**Exercise:** Your job is to set down the stretch of entries that opens with the line containing "tag carried by" and closes with the line containing "signal at all.". Keep both end lines, copy each exactly, and add nothing.
___ Data
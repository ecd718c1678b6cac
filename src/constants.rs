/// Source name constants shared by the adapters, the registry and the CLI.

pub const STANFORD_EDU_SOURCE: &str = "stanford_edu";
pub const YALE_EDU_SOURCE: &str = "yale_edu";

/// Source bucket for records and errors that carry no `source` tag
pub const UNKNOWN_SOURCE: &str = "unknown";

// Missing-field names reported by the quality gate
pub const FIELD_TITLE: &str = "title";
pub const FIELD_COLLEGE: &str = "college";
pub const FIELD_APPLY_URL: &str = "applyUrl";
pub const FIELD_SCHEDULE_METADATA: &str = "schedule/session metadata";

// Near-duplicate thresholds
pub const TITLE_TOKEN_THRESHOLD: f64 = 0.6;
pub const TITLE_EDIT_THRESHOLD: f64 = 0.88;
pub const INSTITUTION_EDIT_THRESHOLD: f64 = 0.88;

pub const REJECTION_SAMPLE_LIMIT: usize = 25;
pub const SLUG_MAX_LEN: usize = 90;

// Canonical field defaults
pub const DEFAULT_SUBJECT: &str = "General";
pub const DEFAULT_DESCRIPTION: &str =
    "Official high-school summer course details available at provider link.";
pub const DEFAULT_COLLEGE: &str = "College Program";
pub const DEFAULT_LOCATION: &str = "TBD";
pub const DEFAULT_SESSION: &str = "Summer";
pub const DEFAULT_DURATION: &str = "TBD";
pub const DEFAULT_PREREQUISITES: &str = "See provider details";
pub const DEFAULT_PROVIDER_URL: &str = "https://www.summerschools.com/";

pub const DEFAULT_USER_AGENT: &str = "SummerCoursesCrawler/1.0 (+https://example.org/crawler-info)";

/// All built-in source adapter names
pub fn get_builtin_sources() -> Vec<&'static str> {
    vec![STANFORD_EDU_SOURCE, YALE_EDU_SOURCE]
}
______
___ Data
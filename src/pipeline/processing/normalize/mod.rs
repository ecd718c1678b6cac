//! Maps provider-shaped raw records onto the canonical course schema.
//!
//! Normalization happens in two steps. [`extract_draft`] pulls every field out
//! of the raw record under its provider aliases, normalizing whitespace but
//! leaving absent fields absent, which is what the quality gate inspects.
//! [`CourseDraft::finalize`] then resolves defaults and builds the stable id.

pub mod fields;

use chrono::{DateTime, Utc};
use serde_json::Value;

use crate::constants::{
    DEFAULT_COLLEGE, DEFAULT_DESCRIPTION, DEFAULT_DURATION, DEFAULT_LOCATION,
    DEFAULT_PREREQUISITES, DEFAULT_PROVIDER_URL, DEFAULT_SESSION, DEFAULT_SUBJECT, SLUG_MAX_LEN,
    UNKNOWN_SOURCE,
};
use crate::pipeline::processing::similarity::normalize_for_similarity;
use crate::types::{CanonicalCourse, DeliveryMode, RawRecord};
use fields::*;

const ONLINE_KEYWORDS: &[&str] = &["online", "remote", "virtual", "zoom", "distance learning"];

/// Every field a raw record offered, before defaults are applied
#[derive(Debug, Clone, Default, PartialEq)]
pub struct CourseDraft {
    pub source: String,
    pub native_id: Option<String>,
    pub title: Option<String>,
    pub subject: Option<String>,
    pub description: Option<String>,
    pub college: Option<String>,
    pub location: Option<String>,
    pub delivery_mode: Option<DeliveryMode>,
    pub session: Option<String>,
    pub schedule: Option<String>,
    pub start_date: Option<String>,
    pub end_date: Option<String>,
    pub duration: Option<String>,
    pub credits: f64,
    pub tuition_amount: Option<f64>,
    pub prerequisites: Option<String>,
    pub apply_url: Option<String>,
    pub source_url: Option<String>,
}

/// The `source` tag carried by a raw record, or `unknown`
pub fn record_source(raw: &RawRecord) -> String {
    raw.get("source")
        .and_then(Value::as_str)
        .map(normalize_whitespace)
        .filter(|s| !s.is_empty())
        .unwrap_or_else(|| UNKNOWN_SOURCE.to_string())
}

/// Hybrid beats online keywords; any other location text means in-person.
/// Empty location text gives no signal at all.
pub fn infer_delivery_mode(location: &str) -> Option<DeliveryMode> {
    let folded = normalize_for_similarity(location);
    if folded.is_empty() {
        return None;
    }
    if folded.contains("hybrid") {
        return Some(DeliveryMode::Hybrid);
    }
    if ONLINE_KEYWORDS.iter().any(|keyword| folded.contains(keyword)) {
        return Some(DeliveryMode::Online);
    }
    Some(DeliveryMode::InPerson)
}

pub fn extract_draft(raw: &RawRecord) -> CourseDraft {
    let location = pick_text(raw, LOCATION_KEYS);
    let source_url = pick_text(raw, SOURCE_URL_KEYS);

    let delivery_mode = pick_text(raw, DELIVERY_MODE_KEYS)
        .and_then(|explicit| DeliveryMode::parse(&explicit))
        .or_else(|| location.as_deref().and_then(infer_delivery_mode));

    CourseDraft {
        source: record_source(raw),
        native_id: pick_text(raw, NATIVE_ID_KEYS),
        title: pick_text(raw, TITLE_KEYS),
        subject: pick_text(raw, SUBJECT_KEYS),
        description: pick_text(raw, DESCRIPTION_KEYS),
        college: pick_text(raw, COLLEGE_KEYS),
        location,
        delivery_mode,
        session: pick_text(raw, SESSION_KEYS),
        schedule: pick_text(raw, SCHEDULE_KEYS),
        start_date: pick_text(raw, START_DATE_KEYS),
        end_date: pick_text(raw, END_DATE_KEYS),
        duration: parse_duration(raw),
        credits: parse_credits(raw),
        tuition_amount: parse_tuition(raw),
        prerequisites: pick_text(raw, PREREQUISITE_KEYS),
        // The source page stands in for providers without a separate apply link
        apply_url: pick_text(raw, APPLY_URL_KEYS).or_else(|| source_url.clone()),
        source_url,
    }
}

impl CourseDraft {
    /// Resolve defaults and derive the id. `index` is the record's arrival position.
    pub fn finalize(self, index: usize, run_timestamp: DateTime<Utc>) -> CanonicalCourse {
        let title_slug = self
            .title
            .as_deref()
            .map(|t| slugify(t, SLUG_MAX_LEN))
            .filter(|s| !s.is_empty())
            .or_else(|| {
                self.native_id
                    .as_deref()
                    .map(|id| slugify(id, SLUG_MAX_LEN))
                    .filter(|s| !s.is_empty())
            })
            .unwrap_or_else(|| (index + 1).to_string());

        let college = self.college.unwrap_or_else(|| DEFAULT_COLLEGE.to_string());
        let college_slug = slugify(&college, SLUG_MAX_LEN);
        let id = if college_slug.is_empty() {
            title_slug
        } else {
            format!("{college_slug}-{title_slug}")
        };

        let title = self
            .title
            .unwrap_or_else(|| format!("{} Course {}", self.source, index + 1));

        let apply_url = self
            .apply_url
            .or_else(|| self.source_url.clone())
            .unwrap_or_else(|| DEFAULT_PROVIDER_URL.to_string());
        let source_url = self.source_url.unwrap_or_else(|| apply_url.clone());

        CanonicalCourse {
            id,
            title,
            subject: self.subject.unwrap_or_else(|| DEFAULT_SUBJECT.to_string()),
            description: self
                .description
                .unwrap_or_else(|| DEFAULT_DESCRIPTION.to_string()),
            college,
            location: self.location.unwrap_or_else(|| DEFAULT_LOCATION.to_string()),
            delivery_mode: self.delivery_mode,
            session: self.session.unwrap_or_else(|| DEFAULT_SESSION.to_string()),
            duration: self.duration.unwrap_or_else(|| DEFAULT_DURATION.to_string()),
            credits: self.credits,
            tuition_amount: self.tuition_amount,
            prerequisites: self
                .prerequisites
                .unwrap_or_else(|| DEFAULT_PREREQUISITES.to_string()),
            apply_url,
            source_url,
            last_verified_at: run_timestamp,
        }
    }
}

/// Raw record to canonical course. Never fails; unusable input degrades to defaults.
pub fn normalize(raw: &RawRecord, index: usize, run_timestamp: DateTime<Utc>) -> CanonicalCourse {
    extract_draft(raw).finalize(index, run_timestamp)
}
______
**Answer section:**
/// The `source` tag carried by a raw record, or `unknown`
pub fn record_source(raw: &RawRecord) -> String {
    raw.get("source")
        .and_then(Value::as_str)
        .map(normalize_whitespace)
        .filter(|s| !s.is_empty())
        .unwrap_or_else(|| UNKNOWN_SOURCE.to_string())
}

/// Hybrid beats online keywords; any other location text means in-person.
/// Empty location text gives no signal at all.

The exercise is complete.